[Start of Attachment]
//! # Item Policy
//!
//! Thresholds used by [`ItemValidator`](crate::ItemValidator).
//!
//! The defaults are the crate constants. A store can load different values
//! from configuration, but the comparison operators never change:
//!
//! ```text
//! price     : min_price <= price <= max_price     (both ends inclusive)
//! quantity  : quantity  <  max_quantity           (exclusive)
//! total     : price × quantity >= min_total_price (inclusive)
//! ```

use serde::{Deserialize, Serialize};

use crate::error::{CoreError, CoreResult};
use crate::{ITEM_MAX_PRICE, ITEM_MAX_QUANTITY, ITEM_MIN_PRICE, ITEM_MIN_TOTAL_PRICE};

/// Thresholds for the item rules.
#[derive(Debug, Clone, Copy, PartialEq, Eq, Serialize, Deserialize)]
pub struct ItemPolicy {
    #[serde(default = "default_min_price")]
    pub min_price: i64,

    #[serde(default = "default_max_price")]
    pub max_price: i64,

    #[serde(default = "default_max_quantity")]
    pub max_quantity: i64,

    #[serde(default = "default_min_total_price")]
    pub min_total_price: i64,
}

fn default_min_price() -> i64 {
    ITEM_MIN_PRICE
}

fn default_max_price() -> i64 {
    ITEM_MAX_PRICE
}

fn default_max_quantity() -> i64 {
    ITEM_MAX_QUANTITY
}

fn default_min_total_price() -> i64 {
    ITEM_MIN_TOTAL_PRICE
}

impl Default for ItemPolicy {
    fn default() -> Self {
        ItemPolicy {
            min_price: default_min_price(),
            max_price: default_max_price(),
            max_quantity: default_max_quantity(),
            min_total_price: default_min_total_price(),
        }
    }
}

impl ItemPolicy {
    /// Checks that the thresholds can all be satisfied at once.
    ///
    /// ## Rules
    /// - `min_price` must not exceed `max_price`
    /// - `max_quantity` must be positive (otherwise no quantity passes)
    pub fn validate(&self) -> CoreResult<()> {
        if self.min_price > self.max_price {
            return Err(CoreError::InvalidPolicy(format!(
                "min_price ({}) exceeds max_price ({})",
                self.min_price, self.max_price
            )));
        }

        if self.max_quantity <= 0 {
            return Err(CoreError::InvalidPolicy(format!(
                "max_quantity must be positive, got {}",
                self.max_quantity
            )));
        }

        Ok(())
    }
}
[End of Attachment]
YOUR GOAL —
Starting at the line that holds "pub fn validate(&self)", set down each line exactly through the last line of the records above, and no others.

SOLUTION TO THE EXERCISE —
    pub fn validate(&self) -> CoreResult<()> {
        if self.min_price > self.max_price {
            return Err(CoreError::InvalidPolicy(format!(
                "min_price ({}) exceeds max_price ({})",
                self.min_price, self.max_price
            )));
        }

        if self.max_quantity <= 0 {
            return Err(CoreError::InvalidPolicy(format!(
                "max_quantity must be positive, got {}",
                self.max_quantity
            )));
        }

        Ok(())
    }
}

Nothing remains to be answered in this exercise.